Segment Start: Material shown

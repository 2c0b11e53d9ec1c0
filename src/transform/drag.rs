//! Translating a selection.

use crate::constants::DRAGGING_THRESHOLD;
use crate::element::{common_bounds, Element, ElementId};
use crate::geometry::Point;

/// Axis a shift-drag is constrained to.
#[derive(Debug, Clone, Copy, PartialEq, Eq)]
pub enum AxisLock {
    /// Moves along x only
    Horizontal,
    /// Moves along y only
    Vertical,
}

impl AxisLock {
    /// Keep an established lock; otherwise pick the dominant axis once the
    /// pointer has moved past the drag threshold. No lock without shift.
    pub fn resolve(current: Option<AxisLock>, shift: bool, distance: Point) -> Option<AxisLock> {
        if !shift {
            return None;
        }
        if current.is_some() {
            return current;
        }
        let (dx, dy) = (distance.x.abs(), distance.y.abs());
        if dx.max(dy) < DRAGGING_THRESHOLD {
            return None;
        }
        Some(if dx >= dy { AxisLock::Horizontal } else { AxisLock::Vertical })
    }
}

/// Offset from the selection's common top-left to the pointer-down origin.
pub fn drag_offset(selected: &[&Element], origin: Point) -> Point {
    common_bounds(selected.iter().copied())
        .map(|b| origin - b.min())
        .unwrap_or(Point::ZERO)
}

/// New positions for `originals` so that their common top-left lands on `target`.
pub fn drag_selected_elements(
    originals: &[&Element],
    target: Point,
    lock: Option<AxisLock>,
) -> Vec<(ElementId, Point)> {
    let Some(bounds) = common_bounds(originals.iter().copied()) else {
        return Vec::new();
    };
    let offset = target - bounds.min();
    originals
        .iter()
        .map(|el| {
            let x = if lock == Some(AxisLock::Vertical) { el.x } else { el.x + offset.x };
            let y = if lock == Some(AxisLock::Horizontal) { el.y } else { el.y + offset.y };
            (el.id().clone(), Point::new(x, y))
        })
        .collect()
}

Segment End: Material shown

Retype the whole listing without changing anything.

→ Answer space:
repository 2c0b11e53d9ec1c0
filename src/transform/drag.rs
//! Translating a selection.

use crate::constants::DRAGGING_THRESHOLD;
use crate::element::{common_bounds, Element, ElementId};
use crate::geometry::Point;

/// Axis a shift-drag is constrained to.
#[derive(Debug, Clone, Copy, PartialEq, Eq)]
pub enum AxisLock {
    /// Moves along x only
    Horizontal,
    /// Moves along y only
    Vertical,
}

impl AxisLock {
    /// Keep an established lock; otherwise pick the dominant axis once the
    /// pointer has moved past the drag threshold. No lock without shift.
    pub fn resolve(current: Option<AxisLock>, shift: bool, distance: Point) -> Option<AxisLock> {
        if !shift {
            return None;
        }
        if current.is_some() {
            return current;
        }
        let (dx, dy) = (distance.x.abs(), distance.y.abs());
        if dx.max(dy) < DRAGGING_THRESHOLD {
            return None;
        }
        Some(if dx >= dy { AxisLock::Horizontal } else { AxisLock::Vertical })
    }
}

/// Offset from the selection's common top-left to the pointer-down origin.
pub fn drag_offset(selected: &[&Element], origin: Point) -> Point {
    common_bounds(selected.iter().copied())
        .map(|b| origin - b.min())
        .unwrap_or(Point::ZERO)
}

/// New positions for `originals` so that their common top-left lands on `target`.
pub fn drag_selected_elements(
    originals: &[&Element],
    target: Point,
    lock: Option<AxisLock>,
) -> Vec<(ElementId, Point)> {
    let Some(bounds) = common_bounds(originals.iter().copied()) else {
        return Vec::new();
    };
    let offset = target - bounds.min();
    originals
        .iter()
        .map(|el| {
            let x = if lock == Some(AxisLock::Vertical) { el.x } else { el.x + offset.x };
            let y = if lock == Some(AxisLock::Horizontal) { el.y } else { el.y + offset.y };
            (el.id().clone(), Point::new(x, y))
        })
        .collect()
}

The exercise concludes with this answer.